**Action item:**
Report, as a number alone, how many lines below contain the string "cannot".

[Saved data entries]
···

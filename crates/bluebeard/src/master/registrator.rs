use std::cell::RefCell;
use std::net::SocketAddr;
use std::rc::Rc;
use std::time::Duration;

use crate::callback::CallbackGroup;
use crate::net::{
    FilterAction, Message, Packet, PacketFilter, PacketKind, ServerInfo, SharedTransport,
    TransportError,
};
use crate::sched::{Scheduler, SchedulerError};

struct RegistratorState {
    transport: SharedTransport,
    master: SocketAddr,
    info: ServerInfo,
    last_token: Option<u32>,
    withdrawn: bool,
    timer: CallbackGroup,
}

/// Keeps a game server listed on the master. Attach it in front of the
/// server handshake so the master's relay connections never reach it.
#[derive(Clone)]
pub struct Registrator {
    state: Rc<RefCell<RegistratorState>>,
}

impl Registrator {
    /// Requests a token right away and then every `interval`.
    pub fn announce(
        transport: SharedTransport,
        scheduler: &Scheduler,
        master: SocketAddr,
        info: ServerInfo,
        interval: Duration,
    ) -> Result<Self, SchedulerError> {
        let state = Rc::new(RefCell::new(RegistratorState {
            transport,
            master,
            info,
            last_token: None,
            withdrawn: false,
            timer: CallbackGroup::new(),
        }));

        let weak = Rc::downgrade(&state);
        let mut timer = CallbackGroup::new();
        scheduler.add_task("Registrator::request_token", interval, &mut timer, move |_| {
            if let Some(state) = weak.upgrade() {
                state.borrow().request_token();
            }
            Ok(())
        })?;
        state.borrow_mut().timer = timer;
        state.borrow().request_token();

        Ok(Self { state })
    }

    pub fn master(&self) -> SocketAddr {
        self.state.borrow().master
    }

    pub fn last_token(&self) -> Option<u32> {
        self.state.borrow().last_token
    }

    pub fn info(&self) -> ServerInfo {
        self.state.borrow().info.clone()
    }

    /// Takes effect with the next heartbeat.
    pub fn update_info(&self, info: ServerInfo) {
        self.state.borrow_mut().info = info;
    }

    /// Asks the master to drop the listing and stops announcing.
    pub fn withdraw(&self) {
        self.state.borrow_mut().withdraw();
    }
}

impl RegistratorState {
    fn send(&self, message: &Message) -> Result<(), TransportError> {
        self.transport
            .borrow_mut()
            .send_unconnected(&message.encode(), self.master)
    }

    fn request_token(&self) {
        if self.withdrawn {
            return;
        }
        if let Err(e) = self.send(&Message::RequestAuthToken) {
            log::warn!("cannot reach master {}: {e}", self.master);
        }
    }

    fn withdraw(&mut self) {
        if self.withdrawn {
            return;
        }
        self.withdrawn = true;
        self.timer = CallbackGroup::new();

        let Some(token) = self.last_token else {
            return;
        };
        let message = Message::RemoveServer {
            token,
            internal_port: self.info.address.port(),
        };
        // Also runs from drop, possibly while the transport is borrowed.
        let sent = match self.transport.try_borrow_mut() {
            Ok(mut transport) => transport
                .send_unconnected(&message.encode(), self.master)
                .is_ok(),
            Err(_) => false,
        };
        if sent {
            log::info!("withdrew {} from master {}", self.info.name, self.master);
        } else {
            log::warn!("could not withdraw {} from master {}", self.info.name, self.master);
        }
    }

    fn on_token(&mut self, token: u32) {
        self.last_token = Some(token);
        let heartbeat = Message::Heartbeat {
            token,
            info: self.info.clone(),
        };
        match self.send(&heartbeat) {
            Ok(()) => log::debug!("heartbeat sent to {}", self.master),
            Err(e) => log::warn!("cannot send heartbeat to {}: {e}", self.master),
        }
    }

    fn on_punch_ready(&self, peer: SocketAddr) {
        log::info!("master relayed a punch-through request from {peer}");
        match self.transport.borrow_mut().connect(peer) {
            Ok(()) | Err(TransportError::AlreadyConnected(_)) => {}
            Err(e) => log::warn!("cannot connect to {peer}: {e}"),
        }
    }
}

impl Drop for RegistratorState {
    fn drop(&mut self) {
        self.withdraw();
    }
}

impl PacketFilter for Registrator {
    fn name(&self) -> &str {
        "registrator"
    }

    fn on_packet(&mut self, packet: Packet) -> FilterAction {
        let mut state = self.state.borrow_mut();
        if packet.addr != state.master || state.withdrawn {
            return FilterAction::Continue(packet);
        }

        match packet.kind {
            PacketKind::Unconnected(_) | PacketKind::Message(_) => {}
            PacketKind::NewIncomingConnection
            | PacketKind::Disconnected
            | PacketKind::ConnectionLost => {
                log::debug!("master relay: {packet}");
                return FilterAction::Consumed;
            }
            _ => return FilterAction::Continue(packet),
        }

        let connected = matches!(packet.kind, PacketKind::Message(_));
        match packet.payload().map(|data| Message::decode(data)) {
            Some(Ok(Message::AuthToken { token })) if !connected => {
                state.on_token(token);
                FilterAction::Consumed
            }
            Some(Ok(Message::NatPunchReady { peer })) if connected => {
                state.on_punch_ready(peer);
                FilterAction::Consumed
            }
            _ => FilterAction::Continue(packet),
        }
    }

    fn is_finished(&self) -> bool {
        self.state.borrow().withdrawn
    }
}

···

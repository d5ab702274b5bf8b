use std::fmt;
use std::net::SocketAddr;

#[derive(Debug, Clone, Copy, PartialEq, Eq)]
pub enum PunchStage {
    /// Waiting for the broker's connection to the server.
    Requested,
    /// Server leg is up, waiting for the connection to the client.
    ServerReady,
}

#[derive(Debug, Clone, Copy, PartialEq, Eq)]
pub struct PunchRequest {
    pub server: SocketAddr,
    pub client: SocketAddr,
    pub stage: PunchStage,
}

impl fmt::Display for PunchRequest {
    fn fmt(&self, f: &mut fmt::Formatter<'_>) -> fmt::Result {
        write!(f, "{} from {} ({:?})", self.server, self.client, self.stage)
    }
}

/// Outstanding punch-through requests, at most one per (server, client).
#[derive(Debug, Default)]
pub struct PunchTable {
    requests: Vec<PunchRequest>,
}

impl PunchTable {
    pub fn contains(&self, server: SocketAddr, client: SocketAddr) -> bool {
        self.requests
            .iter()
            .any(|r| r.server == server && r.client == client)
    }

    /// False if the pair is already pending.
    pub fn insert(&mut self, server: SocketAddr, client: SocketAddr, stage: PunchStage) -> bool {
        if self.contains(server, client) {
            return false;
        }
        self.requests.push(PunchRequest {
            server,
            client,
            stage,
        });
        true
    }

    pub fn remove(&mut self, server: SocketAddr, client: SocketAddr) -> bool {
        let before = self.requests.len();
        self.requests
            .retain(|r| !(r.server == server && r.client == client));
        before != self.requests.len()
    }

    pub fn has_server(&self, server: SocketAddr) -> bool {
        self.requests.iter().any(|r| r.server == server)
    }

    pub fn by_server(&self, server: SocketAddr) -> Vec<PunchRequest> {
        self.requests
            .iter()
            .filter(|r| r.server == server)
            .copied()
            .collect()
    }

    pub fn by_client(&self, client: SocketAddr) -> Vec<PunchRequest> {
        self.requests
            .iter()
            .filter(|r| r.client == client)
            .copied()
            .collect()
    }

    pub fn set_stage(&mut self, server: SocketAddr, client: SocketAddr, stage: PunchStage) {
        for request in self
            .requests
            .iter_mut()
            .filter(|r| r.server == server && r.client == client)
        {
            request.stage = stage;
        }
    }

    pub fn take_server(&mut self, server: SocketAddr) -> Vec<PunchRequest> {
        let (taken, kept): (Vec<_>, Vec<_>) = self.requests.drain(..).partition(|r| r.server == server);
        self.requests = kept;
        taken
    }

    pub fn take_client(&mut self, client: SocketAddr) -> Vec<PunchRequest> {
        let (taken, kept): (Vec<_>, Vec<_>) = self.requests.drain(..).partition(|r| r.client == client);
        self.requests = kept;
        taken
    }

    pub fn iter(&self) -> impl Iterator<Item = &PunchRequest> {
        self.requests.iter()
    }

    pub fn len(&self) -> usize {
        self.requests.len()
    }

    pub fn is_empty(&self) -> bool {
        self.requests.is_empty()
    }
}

···

**Result of the exercise:**
3